The billionaire businessman said Kenya also offered a larger economy and consumption base, factors analysts say are critical for the commercial success of a refinery expected to process about 650,000 barrels of crude oil per day.
Mombasa is already East Africa’s main petroleum gateway, serving as a fuel import and distribution hub for countries including Uganda, Rwanda, Burundi, South Sudan and parts of the Democratic Republic of Congo.
Its location along major Indian Ocean shipping routes, combined with existing oil handling infrastructure and pipeline connectivity, gives Kenya an advantage in supplying both domestic and regional fuel markets.

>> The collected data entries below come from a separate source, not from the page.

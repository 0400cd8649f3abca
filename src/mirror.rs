//! Copy-trading mirror
//!
//! Turns trades of target wallets into buy/sell actions. Only the first
//! configured wallet is followed unless multi-target mode is on.

use chrono::{DateTime, Utc};
use dashmap::DashMap;
use solana_sdk::pubkey::Pubkey;
use std::collections::HashMap;
use tracing::{debug, info};

use crate::config::CopyTradingConfig;
use crate::stream::events::WalletTrade;
use crate::trading::intent::Side;

/// What the mirror has seen of one target wallet
#[derive(Debug, Clone, Default, PartialEq)]
pub struct TargetWalletState {
    pub wallet: Pubkey,
    pub last_action: Option<Side>,
    pub last_sequence: Option<u64>,
    /// Tokens the wallet is observed to hold, per mint
    pub holdings: HashMap<Pubkey, Holding>,
}

/// Observed balance of one mint in a target wallet
#[derive(Debug, Clone, Copy, PartialEq)]
pub struct Holding {
    pub tokens: u64,
    pub last_trade: DateTime<Utc>,
}

impl TargetWalletState {
    fn new(wallet: Pubkey) -> Self {
        Self {
            wallet,
            ..Default::default()
        }
    }
}

/// Holdings untouched for this many hours are forgotten
pub const HOLDING_TTL_HOURS: i64 = 6;

#[derive(Debug, Clone, Copy, PartialEq)]
pub enum MirrorAction {
    Buy {
        wallet: Pubkey,
        mint: Pubkey,
        lamports: u64,
    },
    /// Sell this fraction (0..=1) of our position in `mint`
    Sell {
        wallet: Pubkey,
        mint: Pubkey,
        fraction: f64,
    },
}

pub struct CopyTradeMirror {
    enabled: bool,
    percent: f64,
    mc_threshold_to_buy: f64,
    mc_threshold_to_follow: f64,
    targets: Vec<Pubkey>,
    states: DashMap<Pubkey, TargetWalletState>,
}

impl CopyTradeMirror {
    pub fn from_config(config: &CopyTradingConfig) -> Self {
        let targets: Vec<Pubkey> = if config.multi_target_mode {
            config.target_wallets.clone()
        } else {
            config.target_wallets.iter().take(1).copied().collect()
        };

        if config.enabled {
            info!(
                "Copy trading enabled for {} of {} target wallets",
                targets.len(),
                config.target_wallets.len()
            );
        }

        let states = targets
            .iter()
            .map(|w| (*w, TargetWalletState::new(*w)))
            .collect();

        Self {
            enabled: config.enabled,
            percent: config.buy_sell_percent,
            mc_threshold_to_buy: config.mc_threshold_to_buy,
            mc_threshold_to_follow: config.mc_threshold_to_follow,
            targets,
            states,
        }
    }

    pub fn is_enabled(&self) -> bool {
        self.enabled && !self.targets.is_empty()
    }

    pub fn is_target(&self, wallet: &Pubkey) -> bool {
        self.states.contains_key(wallet)
    }

    pub fn targets(&self) -> &[Pubkey] {
        &self.targets
    }

    pub fn state(&self, wallet: &Pubkey) -> Option<TargetWalletState> {
        self.states.get(wallet).map(|s| s.clone())
    }

    /// Record a target trade and decide what to mirror
    pub fn observe(&self, trade: &WalletTrade) -> Option<MirrorAction> {
        if !self.enabled {
            return None;
        }
        let mut state = self.states.get_mut(&trade.wallet)?;

        if matches!(state.last_sequence, Some(seen) if trade.sequence <= seen) {
            debug!(
                "Skipping stale trade from {} (seq {} <= {:?})",
                trade.wallet, trade.sequence, state.last_sequence
            );
            return None;
        }
        state.last_sequence = Some(trade.sequence);
        state.last_action = Some(trade.side);

        match trade.side {
            Side::Buy => {
                let holding = state.holdings.entry(trade.mint).or_insert(Holding {
                    tokens: 0,
                    last_trade: trade.observed_at,
                });
                holding.tokens += trade.token_amount;
                holding.last_trade = trade.observed_at;
                self.buy_action(trade)
            }
            Side::Sell => {
                let held = state.holdings.get(&trade.mint).map(|h| h.tokens).unwrap_or(0);
                let fraction = if held == 0 {
                    1.0
                } else {
                    (trade.token_amount as f64 / held as f64).min(1.0)
                };
                let left = held.saturating_sub(trade.token_amount);
                if left == 0 {
                    state.holdings.remove(&trade.mint);
                } else {
                    state.holdings.insert(
                        trade.mint,
                        Holding {
                            tokens: left,
                            last_trade: trade.observed_at,
                        },
                    );
                }
                Some(MirrorAction::Sell {
                    wallet: trade.wallet,
                    mint: trade.mint,
                    fraction,
                })
            }
        }
    }

    /// Drop holdings not traded within `ttl`; returns how many were dropped
    pub fn prune(&self, now: DateTime<Utc>, ttl: chrono::Duration) -> usize {
        let mut dropped = 0;
        for mut state in self.states.iter_mut() {
            let before = state.holdings.len();
            state.holdings.retain(|_, h| now - h.last_trade < ttl);
            dropped += before - state.holdings.len();
        }
        if dropped > 0 {
            debug!("Forgot {} idle target holdings", dropped);
        }
        dropped
    }

    fn buy_action(&self, trade: &WalletTrade) -> Option<MirrorAction> {
        let mc = trade.market_cap;
        if !(mc < self.mc_threshold_to_follow && mc <= self.mc_threshold_to_buy) {
            debug!(
                "Not mirroring buy of {}: market cap {} outside thresholds",
                trade.mint, mc
            );
            return None;
        }

        let lamports = (trade.lamports as f64 * self.percent / 100.0).floor() as u64;
        (lamports > 0).then_some(MirrorAction::Buy {
            wallet: trade.wallet,
            mint: trade.mint,
            lamports,
        })
    }
}

#[cfg(test)]
mod tests {
    use super::*;
    use chrono::Utc;

    fn config(targets: Vec<Pubkey>, multi: bool) -> CopyTradingConfig {
        CopyTradingConfig {
            enabled: true,
            buy_sell_percent: 50.0,
            target_wallets: targets,
            multi_target_mode: multi,
            mc_threshold_to_buy: 1_000_000.0,
            mc_threshold_to_follow: 500_000.0,
        }
    }

    fn trade(wallet: Pubkey, mint: Pubkey, side: Side, tokens: u64, mc: f64, seq: u64) -> WalletTrade {
        WalletTrade {
            wallet,
            mint,
            side,
            lamports: 2_000_000_000,
            token_amount: tokens,
            market_cap: mc,
            sequence: seq,
            observed_at: Utc::now(),
        }
    }

    #[test]
    fn test_market_cap_scenario() {
        let wallet = Pubkey::new_unique();
        let mirror = CopyTradeMirror::from_config(&config(vec![wallet], false));
        let mint = Pubkey::new_unique();

        // below both thresholds: mirrored at BUY_SELL_PERCENT
        assert_eq!(
            mirror.observe(&trade(wallet, mint, Side::Buy, 1_000, 300_000.0, 1)),
            Some(MirrorAction::Buy {
                wallet,
                mint,
                lamports: 1_000_000_000
            })
        );
        // at the follow threshold: ignored
        assert!(mirror
            .observe(&trade(wallet, Pubkey::new_unique(), Side::Buy, 1_000, 500_000.0, 2))
            .is_none());
    }

    #[test]
    fn test_sell_mirrors_fraction_of_observed_holding() {
        let wallet = Pubkey::new_unique();
        let mirror = CopyTradeMirror::from_config(&config(vec![wallet], false));
        let mint = Pubkey::new_unique();

        mirror.observe(&trade(wallet, mint, Side::Buy, 1_000, 100.0, 1));
        let action = mirror.observe(&trade(wallet, mint, Side::Sell, 250, 100.0, 2));
        assert_eq!(
            action,
            Some(MirrorAction::Sell {
                wallet,
                mint,
                fraction: 0.25
            })
        );
        assert_eq!(mirror.state(&wallet).unwrap().holdings[&mint].tokens, 750);

        let action = mirror.observe(&trade(wallet, mint, Side::Sell, 750, 100.0, 3));
        assert!(matches!(action, Some(MirrorAction::Sell { fraction, .. }) if fraction == 1.0));
        assert!(mirror.state(&wallet).unwrap().holdings.is_empty());
    }

    #[test]
    fn test_prune_forgets_idle_holdings() {
        let wallet = Pubkey::new_unique();
        let mirror = CopyTradeMirror::from_config(&config(vec![wallet], false));
        let (idle, active) = (Pubkey::new_unique(), Pubkey::new_unique());

        let mut old = trade(wallet, idle, Side::Buy, 1_000, 100.0, 1);
        old.observed_at = Utc::now() - chrono::Duration::hours(7);
        mirror.observe(&old);
        mirror.observe(&trade(wallet, active, Side::Buy, 1_000, 100.0, 2));

        assert_eq!(mirror.prune(Utc::now(), chrono::Duration::hours(HOLDING_TTL_HOURS)), 1);
        let holdings = mirror.state(&wallet).unwrap().holdings;
        assert!(!holdings.contains_key(&idle));
        assert!(holdings.contains_key(&active));
    }

    #[test]
    fn test_stale_sequence_ignored() {
        let wallet = Pubkey::new_unique();
        let mirror = CopyTradeMirror::from_config(&config(vec![wallet], false));
        let mint = Pubkey::new_unique();

        assert!(mirror.observe(&trade(wallet, mint, Side::Buy, 10, 100.0, 5)).is_some());
        assert!(mirror.observe(&trade(wallet, mint, Side::Buy, 10, 100.0, 5)).is_none());
        assert!(mirror.observe(&trade(wallet, mint, Side::Sell, 10, 100.0, 4)).is_none());
        assert_eq!(mirror.state(&wallet).unwrap().last_action, Some(Side::Buy));
    }

    #[test]
    fn test_first_wallet_only_without_multi_target() {
        let (a, b) = (Pubkey::new_unique(), Pubkey::new_unique());
        let single = CopyTradeMirror::from_config(&config(vec![a, b], false));
        assert!(single.is_target(&a));
        assert!(!single.is_target(&b));
        assert!(single
            .observe(&trade(b, Pubkey::new_unique(), Side::Buy, 1, 1.0, 1))
            .is_none());

        let multi = CopyTradeMirror::from_config(&config(vec![a, b], true));
        assert!(multi.is_target(&b));
    }

    #[test]
    fn test_disabled_mirror_emits_nothing() {
        let wallet = Pubkey::new_unique();
        let mut cfg = config(vec![wallet], false);
        cfg.enabled = false;
        let mirror = CopyTradeMirror::from_config(&cfg);
        assert!(!mirror.is_enabled());
        assert!(mirror
            .observe(&trade(wallet, Pubkey::new_unique(), Side::Buy, 1, 1.0, 1))
            .is_none());
    }
}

Industry analysts say deep-water port access is particularly important for mega-refinery projects because it allows larger crude vessels and refined product tankers to dock more efficiently, reducing shipping costs and improving supply reliability.
The project also comes at a time when East African countries remain heavily dependent on imported refined petroleum products, exposing the region to external supply shocks and volatile global fuel prices.
Recent tensions in the Middle East and disruptions across global shipping routes have renewed pressure across Africa for stronger domestic refining capacity and reduced dependence on imported fuel.
Dangote’s refinery in Lagos has increasingly emerged as an alternative supply source for African buyers during periods of market disruption, reinforcing the billionaire’s growing influence in Africa’s downstream oil market.
The East African refinery discussions first gained public attention in April when Kenyan President William Ruto said regional governments were discussing plans for a joint refinery project involving Kenya, Uganda, Tanzania, South Sudan and the Democratic Republic of Congo.
Earlier reports had suggested Tanzania’s Tanga port was under consideration because of its connection to the East African Crude Oil Pipeline project transporting Ugandan crude to the Tanzanian coast.
However, Dangote’s latest comments and the technical assessment cited by the source suggest Kenya may now be emerging as the preferred location.
If completed, the refinery would rank among the largest in Africa and could significantly reshape fuel supply chains across East Africa, where countries still rely heavily on imported petroleum products.